À l’ère de l’IA, l’image traditionnelle d’une start-up — un garage rempli de programmeurs privés de sommeil — est remplacée par celle de l’« entreprise unipersonnelle ».
Lors d’un récent entretien avec Business Insider, Kuo Zhang, président d’Alibaba.com, a révélé qu’environ 30 % à 40 % des clients de la plateforme de commerce électronique d’Alibaba sont désormais des entrepreneurs solos. Ces personnes gèrent des activités à grande échelle sans le moindre salarié humain sur leur feuille de paie. Elles s’appuient plutôt sur l’IA pour effectuer le gros du travail.
Comme l’a expliqué Zhang à Business Insider, ces outils d’IA ne sont pas de simples logiciels.
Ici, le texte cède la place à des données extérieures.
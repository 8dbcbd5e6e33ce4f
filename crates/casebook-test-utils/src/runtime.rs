use std::collections::HashMap;
use std::sync::Mutex;

use futures::future::BoxFuture;
use futures::stream::BoxStream;
use futures::StreamExt;

use casebook_core::error::{Result, SandboxError};
use casebook_core::traits::{ContainerRuntime, ContainerSpec};

/// How a fake container behaves once started.
#[derive(Debug, Clone)]
pub struct Script {
    pub exit_code: i64,
    pub stdout: String,
    pub stderr: Vec<String>,
    /// Never exit; only a timeout or removal ends the run.
    pub hang: bool,
    pub fail_pull: bool,
}

impl Script {
    pub fn success(stdout: impl Into<String>) -> Self {
        Self {
            exit_code: 0,
            stdout: stdout.into(),
            stderr: Vec::new(),
            hang: false,
            fail_pull: false,
        }
    }

    pub fn failure(exit_code: i64, stderr: &[&str]) -> Self {
        Self {
            exit_code,
            stdout: String::new(),
            stderr: stderr.iter().map(|s| s.to_string()).collect(),
            hang: false,
            fail_pull: false,
        }
    }

    pub fn hanging() -> Self {
        Self {
            hang: true,
            ..Self::success("")
        }
    }

    pub fn unpullable() -> Self {
        Self {
            fail_pull: true,
            ..Self::success("")
        }
    }

    pub fn with_stderr(mut self, lines: &[&str]) -> Self {
        self.stderr = lines.iter().map(|s| s.to_string()).collect();
        self
    }
}

impl Default for Script {
    fn default() -> Self {
        Self::success("{}")
    }
}

/// One call made against the fake runtime.
#[derive(Debug, Clone, PartialEq)]
pub enum RuntimeCall {
    Pull(String),
    Create(ContainerSpec),
    Copy {
        container: String,
        path: String,
        content: String,
        mode: u32,
    },
    Start(String),
    Remove { container: String, force: bool },
}

/// In-memory container runtime. Behavior is scripted per image.
#[derive(Default)]
pub struct ScriptedRuntime {
    default_script: Script,
    scripts: HashMap<String, Script>,
    containers: Mutex<HashMap<String, String>>,
    calls: Mutex<Vec<RuntimeCall>>,
}

impl ScriptedRuntime {
    pub fn new(default_script: Script) -> Self {
        Self {
            default_script,
            ..Self::default()
        }
    }

    pub fn on_image(mut self, image: impl Into<String>, script: Script) -> Self {
        self.scripts.insert(image.into(), script);
        self
    }

    pub fn calls(&self) -> Vec<RuntimeCall> {
        self.calls.lock().map(|c| c.clone()).unwrap_or_default()
    }

    pub fn created(&self) -> Vec<ContainerSpec> {
        self.calls()
            .into_iter()
            .filter_map(|c| match c {
                RuntimeCall::Create(spec) => Some(spec),
                _ => None,
            })
            .collect()
    }

    pub fn removed(&self) -> Vec<String> {
        self.calls()
            .into_iter()
            .filter_map(|c| match c {
                RuntimeCall::Remove { container, .. } => Some(container),
                _ => None,
            })
            .collect()
    }

    fn record(&self, call: RuntimeCall) {
        if let Ok(mut calls) = self.calls.lock() {
            calls.push(call);
        }
    }

    fn script_for_image(&self, image: &str) -> Script {
        self.scripts
            .get(image)
            .cloned()
            .unwrap_or_else(|| self.default_script.clone())
    }

    fn script_for_container(&self, container: &str) -> Script {
        let image = self
            .containers
            .lock()
            .ok()
            .and_then(|c| c.get(container).cloned())
            .unwrap_or_default();
        self.script_for_image(&image)
    }
}

impl ContainerRuntime for ScriptedRuntime {
    fn pull<'a>(&'a self, image: &'a str) -> BoxFuture<'a, Result<String>> {
        Box::pin(async move {
            self.record(RuntimeCall::Pull(image.to_string()));
            if self.script_for_image(image).fail_pull {
                return Err(SandboxError::ImagePull {
                    image: image.to_string(),
                    message: "manifest unknown".into(),
                }
                .into());
            }
            Ok(format!("Pulling from {image}\nStatus: Downloaded newer image\n"))
        })
    }

    fn create(&self, spec: ContainerSpec) -> BoxFuture<'_, Result<String>> {
        Box::pin(async move {
            let id = {
                let mut containers = self
                    .containers
                    .lock()
                    .map_err(|e| SandboxError::Create(e.to_string()))?;
                let id = format!("container-{}", containers.len() + 1);
                containers.insert(id.clone(), spec.image.clone());
                id
            };
            self.record(RuntimeCall::Create(spec));
            Ok(id)
        })
    }

    fn copy_file<'a>(
        &'a self,
        container: &'a str,
        path: &'a str,
        content: &'a [u8],
        mode: u32,
    ) -> BoxFuture<'a, Result<()>> {
        Box::pin(async move {
            self.record(RuntimeCall::Copy {
                container: container.to_string(),
                path: path.to_string(),
                content: String::from_utf8_lossy(content).into_owned(),
                mode,
            });
            Ok(())
        })
    }

    fn start<'a>(&'a self, container: &'a str) -> BoxFuture<'a, Result<()>> {
        Box::pin(async move {
            self.record(RuntimeCall::Start(container.to_string()));
            Ok(())
        })
    }

    fn stream_logs<'a>(&'a self, container: &'a str) -> BoxStream<'a, Result<String>> {
        let lines: Vec<Result<String>> = self
            .script_for_container(container)
            .stderr
            .into_iter()
            .map(|line| Ok(format!("{line}\n")))
            .collect();
        futures::stream::iter(lines).boxed()
    }

    fn wait<'a>(&'a self, container: &'a str) -> BoxFuture<'a, Result<i64>> {
        Box::pin(async move {
            let script = self.script_for_container(container);
            if script.hang {
                futures::future::pending::<()>().await;
            }
            Ok(script.exit_code)
        })
    }

    fn stdout<'a>(&'a self, container: &'a str) -> BoxFuture<'a, Result<String>> {
        Box::pin(async move { Ok(self.script_for_container(container).stdout) })
    }

    fn remove<'a>(&'a self, container: &'a str, force: bool) -> BoxFuture<'a, Result<()>> {
        Box::pin(async move {
            self.record(RuntimeCall::Remove {
                container: container.to_string(),
                force,
            });
            Ok(())
        })
    }
}

#[cfg(test)]
mod tests {
    use super::*;

    #[tokio::test]
    async fn test_scripted_per_image() {
        let runtime = ScriptedRuntime::new(Script::success("{}"))
            .on_image("broken", Script::failure(2, &["boom"]));

        let spec = |image: &str| ContainerSpec {
            image: image.into(),
            cmd: vec!["/script".into()],
            working_dir: "/home".into(),
        };
        let ok = runtime.create(spec("python")).await.unwrap();
        let bad = runtime.create(spec("broken")).await.unwrap();

        assert_eq!(runtime.wait(&ok).await.unwrap(), 0);
        assert_eq!(runtime.wait(&bad).await.unwrap(), 2);
        let logs: Vec<_> = runtime.stream_logs(&bad).collect().await;
        assert_eq!(logs.len(), 1);
        assert_eq!(runtime.created().len(), 2);
    }
}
Ils agissent comme une main-d’œuvre numérique. « Au lieu de remplacer les êtres humains, ils sont en réalité les employés de cet entrepreneur solo », a déclaré Zhang.
Le secret de cette explosion réside dans les « agents IA ».
Contrairement à un chatbot classique, ces agents peuvent prendre en charge des tâches complexes en plusieurs étapes qui nécessitaient auparavant une équipe dédiée. Alibaba a récemment lancé un outil appelé Accio Work, conçu spécifiquement pour aider ces entreprises unipersonnelles à gérer aussi bien le marketing et la logistique que la conformité fiscale et les réclamations des clients.
La demande est stupéfiante. L’agent Accio principal d’Alibaba, lancé fin 2024, a déjà atteint 10 millions d’utilisateurs actifs mensuels. Zhang a souligné que ces outils comblent le manque dont souffrent les petits patrons qui ont d’excellents produits, mais pas le soutien nécessaire pour effectuer les « basses besognes » d’une grande entreprise.
« Ils manquent d’aide ou de soutien fiscal. Et maintenant, l’IA est très facile à utiliser. Elle est très facile à adopter et à comprendre. Tout va changer cette perception, et nous pensons que ce sont eux qui peuvent en tirer le plus grand bénéfice », a déclaré Zhang à Business Insider.
La ruée vers l’or d’OpenClaw
Au-delà des outils propriétaires d’Alibaba, un agent IA open source appelé OpenClaw a déclenché ce que les habitants qualifient de « ruée vers l’or » en Chine. Cet engouement a entraîné la création d’agents automatisés pour le moins insolites, capables de tout gérer, du trading d’actions à l’organisation de rendez-vous amoureux. Alors que la scène est en pleine explosion en Chine, Zhang a constaté que le marché américain était encore à la traîne.
Toutefois, cette « ruée vers l’or » a ses écueils. Certains utilisateurs auraient dépensé des centaines de dollars en jetons sans obtenir le moindre retour sur investissement.
Zhang a souligné que, pour que ces entreprises solos survivent à long terme, la technologie devait être simple plutôt que tape-à-l’œil. Il a déclaré à Business Insider : « Si vous allez voir des PME et que vous les interrogez sur tous les termes sophistiqués liés à l’IA, comme l’économie des jetons, le cloud ou le cloud ouvert, elles n’en ont probablement jamais entendu parler. Ce qui les intéresse le plus, c’est de savoir comment ces outils peuvent les aider. »
Les avantages accordés par les pouvoirs publics et les obstacles mondiaux
Pour entretenir cette dynamique, certaines villes chinoises déroulent le tapis rouge aux fondateurs solos. Les start-up peuvent être éligibles à un logement gratuit, à des bureaux sans loyer et à des subventions massives pouvant atteindre 720 000 dollars US.
Malgré le soutien local, ces géants unipersonnels doivent toujours naviguer dans les eaux agitées de la politique internationale, notamment face à l’évolution des politiques tarifaires et des règles du commerce international. Zhang, qui dirige Alibaba.com depuis 2017, estime que la clé pour survivre au « bruit » politique consiste à rester focalisé sur la technologie et le client.
Pendant ce temps, un vaste montage de 2,5 milliards de dollars US visant à introduire clandestinement des serveurs d’IA Nvidia en Chine met en évidence l’ampleur — et les risques — croissants de l’essor mondial de l’IA.